Aunque no lo sepamos, cada uno de nosotros somos expertos en algo. Los hay en todos los campos que podamos imaginar, en deportes, en la cocina, en manualidades, en ciencias, en arte, etc. Hay personas expertas en cosas interesantes y beneficiosa para ellos y para los demás, pero existe también un tipo de maestría que sería mejor no poseer, y es la de ser un maestro en amargarse la vida sin necesitar nada ni nadie para ello. Conozco a unos cuantos expertos en eso. Es bastante más frecuente de lo que nos gustaría, y suele generar una gran cantidad de sufrimiento inútil para quien lo padece y para quienes le rodean.
El por qué algunas personas eligen desarrollar dicha destreza es todavía un gran misterio, aunque si hacemos caso a las enseñanzas de Buda, habría que convenir en que el principal causante de dicho mal es lo que él mismo denominó Avidya, y que hemos traducido por ignorancia.
Avidya no tiene nada que ver con la ignorancia académica, es decir con tener titulaciones o con el hecho de poseer una gran capacidad mental para aprender y recordar datos y fechas. Avidya se relaciona más con la incapacidad para conocernos a nosotros mismos y para conocer eso a lo que llamamos realidad.

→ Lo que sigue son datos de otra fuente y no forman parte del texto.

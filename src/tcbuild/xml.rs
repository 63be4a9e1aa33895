//! Namespace-tolerant helpers over `roxmltree`
//!
//! TwinCAT writes `.plcproj` files with the MSBuild default namespace while
//! `.tsproj`/`.xti` files carry none, so every tag comparison goes through
//! [`local_name`].

use super::error::{JobError, Result};
use roxmltree::{Document, Node};
use std::path::Path;

/// Strips a namespace qualifier from a tag name.
///
/// Handles Clark notation (`{uri}Name`) and prefixed names (`ns:Name`).
pub fn local_name(tag: &str) -> &str {
    let tag = match tag.rfind('}') {
        Some(idx) => &tag[idx + 1..],
        None => tag,
    };
    match tag.rfind(':') {
        Some(idx) => &tag[idx + 1..],
        None => tag,
    }
}

/// True if `node` is an element whose local name is `key`.
pub fn is_element(node: Node<'_, '_>, key: &str) -> bool {
    node.is_element() && local_name(node.tag_name().name()) == key
}

/// First direct child element named `key`.
pub fn child_element<'a, 'input>(node: Node<'a, 'input>, key: &str) -> Option<Node<'a, 'input>> {
    node.children().find(|child| is_element(*child, key))
}

/// Trimmed text of the first direct child element named `key`.
pub fn child_text<'a>(node: Node<'a, '_>, key: &str) -> Option<&'a str> {
    child_element(node, key)
        .and_then(|child| child.text())
        .map(str::trim)
}

pub fn parse_document<'input>(path: &Path, text: &'input str) -> Result<Document<'input>> {
    Document::parse(text).map_err(|source| JobError::Xml {
        path: path.to_path_buf(),
        source,
    })
}
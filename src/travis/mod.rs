//! Travis CI configuration transcriber
//!
//! Reads the `jobs` section of a legacy `.travis.yml` and prints each
//! included job's lifecycle scripts as a readable shell transcript, which is
//! the first step when porting a job to another CI system.

pub mod model;
pub mod transcript;

pub use model::{EnvSpec, Job, Jobs, LifecycleStage, Script};
pub use transcript::{load, render, transcribe, transcribe_file, TranscribeError};
use crate::tcbuild::{split_passthrough, BuildFlags, JobOptions};
use clap::Parser;
use std::path::PathBuf;

/// Run TcBuild with the steps a TwinCAT repository is set up for
#[derive(Parser, Debug, Clone)]
#[command(
    name = "tcbuild-job",
    version,
    about = "Run TcBuild with the steps a TwinCAT repository is set up for",
    long_about = "Scans the repository root for a .sln file, follows it to the PLC project \
                  and decides which TcBuild steps apply: static analysis when \
                  static-analysis-rules.csa exists, unit tests when TcUnit is referenced, \
                  and library packaging (opt-in) when the project version is not installed yet.\n\n\
                  Examples:\n  \
                  tcbuild-job --dry-run\n  \
                  tcbuild-job --build-lib --skip-share\n  \
                  tcbuild-job --skip-tests --passthrough \"-c Release\""
)]
pub struct JobArgs {
    #[arg(long, help = "Do not run static analysis even if configured")]
    pub skip_static: bool,

    #[arg(long, help = "Do not activate the config and run unit tests")]
    pub skip_tests: bool,

    #[arg(long, help = "Build and install the library if its version is new")]
    pub build_lib: bool,

    #[arg(long, help = "Do not copy built libraries to the public folder")]
    pub skip_share: bool,

    #[arg(
        long,
        value_name = "ARGS",
        allow_hyphen_values = true,
        help = "Extra TcBuild arguments, split on whitespace"
    )]
    pub passthrough: Option<String>,

    #[arg(long, help = "Log the command and steps without running anything")]
    pub dry_run: bool,

    #[arg(long, help = "Enable debug logging")]
    pub debug: bool,

    #[arg(long, value_name = "LEVEL", help = "Set logging level")]
    pub log_level: Option<String>,

    #[arg(
        short = 'C',
        long,
        value_name = "DIR",
        help = "Repository root to scan (defaults to current directory)"
    )]
    pub directory: Option<PathBuf>,
}

impl JobArgs {
    pub fn flags(&self) -> BuildFlags {
        BuildFlags {
            skip_static: self.skip_static,
            skip_tests: self.skip_tests,
            build_library: self.build_lib,
            skip_share: self.skip_share,
        }
    }

    /// `working_dir` is used when `--directory` is not given, and to anchor
    /// a relative `--directory`.
    pub fn to_options(&self, working_dir: PathBuf) -> JobOptions {
        let working_dir = match &self.directory {
            Some(dir) => working_dir.join(dir),
            None => working_dir,
        };

        JobOptions {
            working_dir,
            flags: self.flags(),
            passthrough: split_passthrough(self.passthrough.as_deref()),
            dry_run: self.dry_run,
        }
    }
}

/// Print the jobs of a Travis CI configuration as a shell transcript
#[derive(Parser, Debug, Clone)]
#[command(
    name = "ci-transcribe",
    version,
    about = "Print the jobs of a Travis CI configuration as a shell transcript"
)]
pub struct TranscribeArgs {
    #[arg(value_name = "PATH", help = "Path to the .travis.yml file")]
    pub path: PathBuf,

    #[arg(long, value_name = "LEVEL", help = "Set logging level")]
    pub log_level: Option<String>,
}
use crate::config::ConfigError;
use std::path::PathBuf;
use thiserror::Error;

/// Errors that abort a TcBuild job before (or while) the build tool runs
#[derive(Debug, Error)]
pub enum JobError {
    /// A descriptor file, or a reference/node/attribute inside one, is missing
    #[error("Not found: {0}")]
    NotFound(String),

    /// The package descriptor is missing a property or has a bad version
    #[error("Invalid project configuration: {0}")]
    Config(String),

    #[error("Failed to parse {path}: {source}")]
    Xml {
        path: PathBuf,
        source: roxmltree::Error,
    },

    #[error("Failed to read {path}")]
    Io {
        path: PathBuf,
        #[source]
        source: anyhow::Error,
    },

    #[error("Failed to start {program}: {source}")]
    Spawn {
        program: String,
        source: std::io::Error,
    },

    #[error(transparent)]
    Settings(#[from] ConfigError),
}

impl JobError {
    pub fn io(path: impl Into<PathBuf>, err: anyhow::Error) -> Self {
        JobError::Io {
            path: path.into(),
            source: err,
        }
    }
}

pub type Result<T> = std::result::Result<T, JobError>;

Este tipo de ignorancia tiene mucho que ver con la enfermedad, pues quienes la padecen en mayor o menor grado (yo soy uno de ellos), se fastidian la vida y generan su propia infelicidad.
Por tanto, si consideramos a la ignorancia como una enfermedad que afecta a la mente y que, a través de los procesos de somatización, acabará afectando también al cuerpo, necesitaremos ponerle un tratamiento eficaz.
Y un buen remedio para ello, un remedio sanador, un antídoto de la ignorancia, es el cultivo de la sabiduría. Pero aclaro, no de una sabiduría académica, sino de lo que se ha convencido en llamar la Sabiduría Trascendental, que llevado al lenguaje cotidiano vendría a ser la comprensión clara y profunda de nuestra mente y de la naturaleza de la realidad, lo cual no es “moco de pavo”.
Sea como fuere, el camino a la sabiduría se inicia por la senda del autoconocimiento, y para ello necesitamos coraje, paciencia, diligencia, cultivo de la atención y unas instrucciones apropiadas.
Todo lo anterior, aunque no lo parezca, está relacionado con el ámbito de la salud y con el de la vida plena. Pero no con la salud en términos de no tener dolores, ni con la vida plena como algo lejano y desconectado de nuestro día a día, sino con la salud entendida como “el arte de vivir” y la plenitud entendida como la forma de actualizar nuestro potencial aquí y ahora, lo cual se ha equiparado al conocido concepto de autorrealización.
En un mundo moderno y tecnológico, como es el mundo que habitamos, hemos puesto la esperanza de sanar la vida en los avances científicos y técnicos, en la fabricación de nuevos medicamentos, vacunas o en sofisticados artilugios de todo tipo. Todas esas cosas son muy valiosas y estoy convencido de que han de ser herramientas útiles para mejorar nuestra vida, pero sería conveniente recordar también que la más potente herramienta de sanación se encuentra en nosotros mismos, y está disponible para ser usada si es que reunimos el valor y la determinación necesaria para ello.